▶ _Directions for this task_:
Reproduce the records below; each should match the original exactly.
★ ★ ★ ★
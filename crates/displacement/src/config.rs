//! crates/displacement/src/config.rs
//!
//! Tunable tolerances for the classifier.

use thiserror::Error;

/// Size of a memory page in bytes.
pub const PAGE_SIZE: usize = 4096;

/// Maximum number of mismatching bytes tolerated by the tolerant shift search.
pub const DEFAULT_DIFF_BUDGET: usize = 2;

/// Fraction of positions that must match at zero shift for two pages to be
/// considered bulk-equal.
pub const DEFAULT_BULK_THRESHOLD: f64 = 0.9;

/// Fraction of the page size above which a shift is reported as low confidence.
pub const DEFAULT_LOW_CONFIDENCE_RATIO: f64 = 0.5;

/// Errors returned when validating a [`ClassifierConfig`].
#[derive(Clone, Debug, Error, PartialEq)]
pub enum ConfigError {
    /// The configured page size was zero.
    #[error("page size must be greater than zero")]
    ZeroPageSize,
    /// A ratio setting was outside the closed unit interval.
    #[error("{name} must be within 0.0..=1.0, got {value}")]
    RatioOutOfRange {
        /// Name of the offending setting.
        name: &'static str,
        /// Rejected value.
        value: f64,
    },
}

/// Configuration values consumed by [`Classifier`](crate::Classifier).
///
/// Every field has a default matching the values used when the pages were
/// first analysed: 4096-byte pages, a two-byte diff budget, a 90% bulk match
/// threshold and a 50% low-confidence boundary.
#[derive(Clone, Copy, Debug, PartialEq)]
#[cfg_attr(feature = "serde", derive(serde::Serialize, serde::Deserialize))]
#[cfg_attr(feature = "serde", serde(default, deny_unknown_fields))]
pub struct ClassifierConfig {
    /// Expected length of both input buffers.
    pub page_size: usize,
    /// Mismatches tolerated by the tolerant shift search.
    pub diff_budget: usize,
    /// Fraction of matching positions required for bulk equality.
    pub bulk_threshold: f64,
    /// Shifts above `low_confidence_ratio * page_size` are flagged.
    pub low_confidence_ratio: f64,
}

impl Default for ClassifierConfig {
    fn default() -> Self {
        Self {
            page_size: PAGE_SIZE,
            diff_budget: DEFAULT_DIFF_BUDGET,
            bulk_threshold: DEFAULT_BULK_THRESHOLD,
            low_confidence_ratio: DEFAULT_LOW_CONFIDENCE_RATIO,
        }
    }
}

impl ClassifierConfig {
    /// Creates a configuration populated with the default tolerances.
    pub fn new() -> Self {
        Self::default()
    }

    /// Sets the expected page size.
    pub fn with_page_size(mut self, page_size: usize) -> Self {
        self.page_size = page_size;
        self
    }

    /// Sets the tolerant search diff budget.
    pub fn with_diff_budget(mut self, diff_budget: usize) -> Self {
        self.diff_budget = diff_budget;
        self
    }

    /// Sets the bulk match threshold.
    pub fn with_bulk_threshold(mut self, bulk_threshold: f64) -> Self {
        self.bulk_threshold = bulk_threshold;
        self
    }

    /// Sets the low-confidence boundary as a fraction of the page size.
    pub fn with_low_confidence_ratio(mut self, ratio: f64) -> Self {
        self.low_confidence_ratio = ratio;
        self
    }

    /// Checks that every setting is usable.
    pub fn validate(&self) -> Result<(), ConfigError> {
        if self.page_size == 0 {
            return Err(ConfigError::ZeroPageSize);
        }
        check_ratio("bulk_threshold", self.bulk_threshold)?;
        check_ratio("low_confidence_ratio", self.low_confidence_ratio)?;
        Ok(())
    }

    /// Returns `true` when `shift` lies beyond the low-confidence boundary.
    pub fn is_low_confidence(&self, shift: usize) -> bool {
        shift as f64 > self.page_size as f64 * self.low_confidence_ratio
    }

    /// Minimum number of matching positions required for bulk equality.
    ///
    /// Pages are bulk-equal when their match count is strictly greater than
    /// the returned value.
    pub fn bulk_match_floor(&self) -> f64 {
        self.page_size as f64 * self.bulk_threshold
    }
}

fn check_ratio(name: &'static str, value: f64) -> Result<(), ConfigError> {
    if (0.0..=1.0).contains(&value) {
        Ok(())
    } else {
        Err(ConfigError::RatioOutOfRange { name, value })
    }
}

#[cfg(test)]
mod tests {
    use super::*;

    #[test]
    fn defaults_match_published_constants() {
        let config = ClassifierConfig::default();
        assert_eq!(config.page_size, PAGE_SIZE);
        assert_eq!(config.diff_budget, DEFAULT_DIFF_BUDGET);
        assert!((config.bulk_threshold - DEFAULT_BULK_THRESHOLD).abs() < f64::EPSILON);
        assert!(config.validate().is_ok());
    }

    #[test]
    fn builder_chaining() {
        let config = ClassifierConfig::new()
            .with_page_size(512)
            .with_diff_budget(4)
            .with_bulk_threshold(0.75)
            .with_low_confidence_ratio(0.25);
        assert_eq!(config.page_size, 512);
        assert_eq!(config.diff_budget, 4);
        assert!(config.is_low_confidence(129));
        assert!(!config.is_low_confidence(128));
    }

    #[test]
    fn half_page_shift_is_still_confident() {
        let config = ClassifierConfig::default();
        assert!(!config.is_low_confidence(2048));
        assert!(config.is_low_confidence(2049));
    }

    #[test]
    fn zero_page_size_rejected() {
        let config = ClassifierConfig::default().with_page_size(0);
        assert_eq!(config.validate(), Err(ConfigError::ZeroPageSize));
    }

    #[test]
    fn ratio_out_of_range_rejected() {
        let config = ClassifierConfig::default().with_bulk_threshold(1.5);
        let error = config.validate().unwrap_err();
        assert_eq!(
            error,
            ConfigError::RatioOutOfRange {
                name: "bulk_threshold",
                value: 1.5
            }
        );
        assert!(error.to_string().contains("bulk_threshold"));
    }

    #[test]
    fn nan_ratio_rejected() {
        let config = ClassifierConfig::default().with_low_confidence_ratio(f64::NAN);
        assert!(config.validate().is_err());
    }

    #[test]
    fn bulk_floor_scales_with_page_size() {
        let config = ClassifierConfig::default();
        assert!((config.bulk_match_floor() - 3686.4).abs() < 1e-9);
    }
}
★ ★ ★ ★
▶ _Exercise response_:
filename crates/displacement/src/config.rs
//! crates/displacement/src/config.rs
//!
//! Tunable tolerances for the classifier.

use thiserror::Error;

/// Size of a memory page in bytes.
pub const PAGE_SIZE: usize = 4096;

/// Maximum number of mismatching bytes tolerated by the tolerant shift search.
pub const DEFAULT_DIFF_BUDGET: usize = 2;

/// Fraction of positions that must match at zero shift for two pages to be
/// considered bulk-equal.
pub const DEFAULT_BULK_THRESHOLD: f64 = 0.9;

/// Fraction of the page size above which a shift is reported as low confidence.
pub const DEFAULT_LOW_CONFIDENCE_RATIO: f64 = 0.5;

/// Errors returned when validating a [`ClassifierConfig`].
#[derive(Clone, Debug, Error, PartialEq)]
pub enum ConfigError {
    /// The configured page size was zero.
    #[error("page size must be greater than zero")]
    ZeroPageSize,
    /// A ratio setting was outside the closed unit interval.
    #[error("{name} must be within 0.0..=1.0, got {value}")]
    RatioOutOfRange {
        /// Name of the offending setting.
        name: &'static str,
        /// Rejected value.
        value: f64,
    },
}

/// Configuration values consumed by [`Classifier`](crate::Classifier).
///
/// Every field has a default matching the values used when the pages were
/// first analysed: 4096-byte pages, a two-byte diff budget, a 90% bulk match
/// threshold and a 50% low-confidence boundary.
#[derive(Clone, Copy, Debug, PartialEq)]
#[cfg_attr(feature = "serde", derive(serde::Serialize, serde::Deserialize))]
#[cfg_attr(feature = "serde", serde(default, deny_unknown_fields))]
pub struct ClassifierConfig {
    /// Expected length of both input buffers.
    pub page_size: usize,
    /// Mismatches tolerated by the tolerant shift search.
    pub diff_budget: usize,
    /// Fraction of matching positions required for bulk equality.
    pub bulk_threshold: f64,
    /// Shifts above `low_confidence_ratio * page_size` are flagged.
    pub low_confidence_ratio: f64,
}

impl Default for ClassifierConfig {
    fn default() -> Self {
        Self {
            page_size: PAGE_SIZE,
            diff_budget: DEFAULT_DIFF_BUDGET,
            bulk_threshold: DEFAULT_BULK_THRESHOLD,
            low_confidence_ratio: DEFAULT_LOW_CONFIDENCE_RATIO,
        }
    }
}

impl ClassifierConfig {
    /// Creates a configuration populated with the default tolerances.
    pub fn new() -> Self {
        Self::default()
    }

    /// Sets the expected page size.
    pub fn with_page_size(mut self, page_size: usize) -> Self {
        self.page_size = page_size;
        self
    }

    /// Sets the tolerant search diff budget.
    pub fn with_diff_budget(mut self, diff_budget: usize) -> Self {
        self.diff_budget = diff_budget;
        self
    }

    /// Sets the bulk match threshold.
    pub fn with_bulk_threshold(mut self, bulk_threshold: f64) -> Self {
        self.bulk_threshold = bulk_threshold;
        self
    }

    /// Sets the low-confidence boundary as a fraction of the page size.
    pub fn with_low_confidence_ratio(mut self, ratio: f64) -> Self {
        self.low_confidence_ratio = ratio;
        self
    }

    /// Checks that every setting is usable.
    pub fn validate(&self) -> Result<(), ConfigError> {
        if self.page_size == 0 {
            return Err(ConfigError::ZeroPageSize);
        }
        check_ratio("bulk_threshold", self.bulk_threshold)?;
        check_ratio("low_confidence_ratio", self.low_confidence_ratio)?;
        Ok(())
    }

    /// Returns `true` when `shift` lies beyond the low-confidence boundary.
    pub fn is_low_confidence(&self, shift: usize) -> bool {
        shift as f64 > self.page_size as f64 * self.low_confidence_ratio
    }

    /// Minimum number of matching positions required for bulk equality.
    ///
    /// Pages are bulk-equal when their match count is strictly greater than
    /// the returned value.
    pub fn bulk_match_floor(&self) -> f64 {
        self.page_size as f64 * self.bulk_threshold
    }
}

fn check_ratio(name: &'static str, value: f64) -> Result<(), ConfigError> {
    if (0.0..=1.0).contains(&value) {
        Ok(())
    } else {
        Err(ConfigError::RatioOutOfRange { name, value })
    }
}

#[cfg(test)]
mod tests {
    use super::*;

    #[test]
    fn defaults_match_published_constants() {
        let config = ClassifierConfig::default();
        assert_eq!(config.page_size, PAGE_SIZE);
        assert_eq!(config.diff_budget, DEFAULT_DIFF_BUDGET);
        assert!((config.bulk_threshold - DEFAULT_BULK_THRESHOLD).abs() < f64::EPSILON);
        assert!(config.validate().is_ok());
    }

    #[test]
    fn builder_chaining() {
        let config = ClassifierConfig::new()
            .with_page_size(512)
            .with_diff_budget(4)
            .with_bulk_threshold(0.75)
            .with_low_confidence_ratio(0.25);
        assert_eq!(config.page_size, 512);
        assert_eq!(config.diff_budget, 4);
        assert!(config.is_low_confidence(129));
        assert!(!config.is_low_confidence(128));
    }

    #[test]
    fn half_page_shift_is_still_confident() {
        let config = ClassifierConfig::default();
        assert!(!config.is_low_confidence(2048));
        assert!(config.is_low_confidence(2049));
    }

    #[test]
    fn zero_page_size_rejected() {
        let config = ClassifierConfig::default().with_page_size(0);
        assert_eq!(config.validate(), Err(ConfigError::ZeroPageSize));
    }

    #[test]
    fn ratio_out_of_range_rejected() {
        let config = ClassifierConfig::default().with_bulk_threshold(1.5);
        let error = config.validate().unwrap_err();
        assert_eq!(
            error,
            ConfigError::RatioOutOfRange {
                name: "bulk_threshold",
                value: 1.5
            }
        );
        assert!(error.to_string().contains("bulk_threshold"));
    }

    #[test]
    fn nan_ratio_rejected() {
        let config = ClassifierConfig::default().with_low_confidence_ratio(f64::NAN);
        assert!(config.validate().is_err());
    }

    #[test]
    fn bulk_floor_scales_with_page_size() {
        let config = ClassifierConfig::default();
        assert!((config.bulk_match_floor() - 3686.4).abs() < 1e-9);
    }
}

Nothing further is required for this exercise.